What specific actions can be taken on the ground now to ensure a united, Jewish Jerusalem? What would a practical political program for Jerusalem’s coming two decades look like? How would it take shape, and by whom?
These were some of the questions dealt with by a forum of experts at a recent day-long conference organized by KeepJerusalem in Kibbutz Ramat Rachel. The conclusions The threats are significant; change must start from the informed grassroots; Chaim Ramon’s separation plan must be blocked; and a large umbrella municipality and much more construction are necessary.
What is not a good idea is former Justice Minister Chaim Ramon’s proposal to simply delete Arab-populated neighborhoods from the Jerusalem municipality borders. Though it appears logical at first glance, it has been shot down by local Arab leaders, military figures, and many in between on both left and right.
Left-wing spokesmen consider it “racist” and “immoral,” and say it will lead to poverty and neglect in the Arab neighborhoods.
Those on the right wing of the political spectrum say the Ramon plan would significantly worsen both security and demographics, and would whet the international community’s appetite for further Israeli withdrawals.
IDF Gen. (res.) Gershon HaCohen objects largely from philosophical-historical aspects. He first notes Ramon’s dismal record in foreseeing the consequences of diplomatic processes. In 2006, several months after the disengagement/expulsion from Gaza, Ramon said, “I believe there will be quiet. But even if there is war, it will be the IDF with all its capabilities against 3-4,000 Hamas men with nothing! If they form any kind of threat, we will conquer the West Bank in 24 hours.”
HaCohen reminds us that in the decade since then, Israel has fought three wars against Hamas in Gaza, with varying degrees of success, leaving a tremendous Hamas weapons arsenal largely intact.
HaCohen says that at issue is not merely a military or diplomatic question of war and peace: “The Arabs in this land have dreams that encompass more than just having food on the table. They have national and religious dreams, and these cannot be negotiated. The goal of ‘end of conflict,’ to which some people on our side raise their sights, is not on their agenda.”

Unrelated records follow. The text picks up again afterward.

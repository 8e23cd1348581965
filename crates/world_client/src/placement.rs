//! Random, non-overlapping placement of the world's static entities.
//!
//! Candidates are drawn uniformly inside the world bounds and rejected when
//! their box intersects any box placed before them. The attempt budget is
//! shared by the whole call, so a crowded world fails instead of looping.

use bevy::prelude::*;
use rand::Rng;
use serde::{Deserialize, Serialize};
use strum::{AsRefStr, EnumCount, EnumIter, IntoEnumIterator};
use tracing::debug;

use app::LOG_WORLD;

use crate::bounds::WorldBounds;
use crate::error::PlacementError;

/// Kind of a static world entity. The kind only selects the visual asset;
/// `as_ref()` yields the asset key (`"golem"`, `"ent"`, ...).
#[derive(
    Debug,
    Clone,
    Copy,
    PartialEq,
    Eq,
    Hash,
    Serialize,
    Deserialize,
    AsRefStr,
    EnumCount,
    EnumIter,
)]
#[strum(serialize_all = "lowercase")]
pub enum EntityKind {
    Golem,
    Ent,
    Demon,
    Worm,
    Wolf,
}

impl EntityKind {
    /// Uniform choice over all kinds.
    pub fn random<R: Rng + ?Sized>(rng: &mut R) -> Self {
        let index = rng.gen_range(0..Self::COUNT);
        Self::iter().nth(index).unwrap_or(EntityKind::Golem)
    }
}

#[derive(Debug, Clone, Copy, PartialEq, Serialize, Deserialize)]
pub struct BoxSize {
    pub width: f32,
    pub height: f32,
}

impl BoxSize {
    pub const fn new(width: f32, height: f32) -> Self {
        Self { width, height }
    }

    fn is_degenerate(&self) -> bool {
        !(self.width.is_finite() && self.height.is_finite() && self.width > 0.0 && self.height > 0.0)
    }
}

/// A placed entity: the half-open box `[x, x + width) x [y, y + height)`.
#[derive(Debug, Clone, Copy, PartialEq, Serialize, Deserialize)]
pub struct EntitySpawn {
    pub x: f32,
    pub y: f32,
    pub width: f32,
    pub height: f32,
    pub kind: EntityKind,
}

impl EntitySpawn {
    pub fn position(&self) -> Vec2 {
        Vec2::new(self.x, self.y)
    }

    pub fn contains(&self, point: Vec2) -> bool {
        point.x >= self.x
            && point.x < self.x + self.width
            && point.y >= self.y
            && point.y < self.y + self.height
    }

    pub fn intersects(&self, other: &EntitySpawn) -> bool {
        self.overlaps_box(other.x, other.y, BoxSize::new(other.width, other.height))
    }

    fn overlaps_box(&self, x: f32, y: f32, size: BoxSize) -> bool {
        x < self.x + self.width
            && self.x < x + size.width
            && y < self.y + self.height
            && self.y < y + size.height
    }
}

/// Places `count` boxes of `box_size` inside `bounds` without overlap.
///
/// `max_attempts` caps the total number of candidate draws. Hitting the cap
/// fails the whole call with [`PlacementError::Exhausted`].
pub fn place_entities<R, F>(
    count: usize,
    box_size: BoxSize,
    bounds: WorldBounds,
    max_attempts: usize,
    rng: &mut R,
    mut kind_selector: F,
) -> Result<Vec<EntitySpawn>, PlacementError>
where
    R: Rng + ?Sized,
    F: FnMut(&mut R) -> EntityKind,
{
    if bounds.is_degenerate() {
        return Err(PlacementError::InvalidBounds {
            width: bounds.width,
            height: bounds.height,
        });
    }
    if box_size.is_degenerate() {
        return Err(PlacementError::InvalidBoxSize {
            width: box_size.width,
            height: box_size.height,
        });
    }

    let mut placed: Vec<EntitySpawn> = Vec::with_capacity(count);
    let mut attempts = 0;

    while placed.len() < count {
        if attempts == max_attempts {
            return Err(PlacementError::Exhausted {
                placed: placed.len(),
                requested: count,
                attempts,
            });
        }
        attempts += 1;

        let x = rng.gen_range(0.0..bounds.width);
        let y = rng.gen_range(0.0..bounds.height);
        if placed.iter().any(|spawn| spawn.overlaps_box(x, y, box_size)) {
            continue;
        }

        let kind = kind_selector(rng);
        placed.push(EntitySpawn {
            x,
            y,
            width: box_size.width,
            height: box_size.height,
            kind,
        });
    }

    debug!(
        target: LOG_WORLD,
        "Placed {} entities in {} attempts",
        placed.len(),
        attempts
    );
    Ok(placed)
}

Militarily, HaCohen notes, “what was is not what will be. The ‘state’ is not the only entity with power; ammunition and weapons are found in every corner, with no control over them. This is also why talk of a demilitarized state is simply irrelevant… To thwart terrorism, Israel must remain inside these neighborhoods, not outside them.”
One element of the plan for Jerusalem that must be immediately implemented, HaCohen urges, is that of a city police task force that will enact a proactive, comprehensive strategy in the Arab neighborhoods: “There are Arab groups acting against Israel’s sovereignty in Jerusalem. The police basically take the passive approach, hoping to achieve something that resembles ‘quiet’ – while in fact many areas in the city have become almost inaccessible to Jews, such as the route to Mt. of Olives. There is no comprehensive strategy. The prime minister must appoint a commander for this campaign.”
Longtime Jerusalem affairs expert Nadav Shragai also participated in the KeepJerusalem conference. Among his other objections to Ramon’s plan, he says it would lead to an acute demographic deterioration in Jerusalem: “The city has undergone two types of division over the past decades. In 1948, a fence was erected down the middle – and the city lost a full quarter of its Jewish population, people who didn’t want to live on the border. Then, several years ago, the partition wall was built. Some 90-100,000 Arabs were left ‘outside’ the wall, and within a short time, 70-80,000 Arabs moved to the Jewish side, because they didn’t want to lose their rights; those who remained in fact suffered, and became more hostile.”
Shragai agrees that a new status should be granted to some of the capital’s Arab neighborhoods: “They should become independent local townships – not part of Jerusalem, but still a part of the state of Israel. They can be like Mevaseret Zion or like Abu Ghosh, and they will then be able to govern themselves and provide services that until now they have not fully received, such as sanitation, kindergartens, and the like.”
Alternatively, or possibly simultaneously, it was proposed to finally implement the government decision of 1998(!) to create an umbrella municipality of Jerusalem and its Jewish suburbs. These would include Givat Ze’ev, Maaleh Adumim, Gush Etzion, Beitar Illit, and perhaps also Mevaseret. Clearly this would improve the demographics and also enable the development of Jerusalem as a large, modern super-city, with all that entails.
The wall-to-wall objections to the Ramon plan appear to render it null and void, shot down before it even hits the ground. Far from bringing on complacency, however, it must spur us – especially here at KeepJerusalem – to continue to work on strengthening Jerusalem from within. More Jews continue to leave the city annually than arrive (though at a lesser rate than in previous years), and jobs and apartments must be made available to keep them here.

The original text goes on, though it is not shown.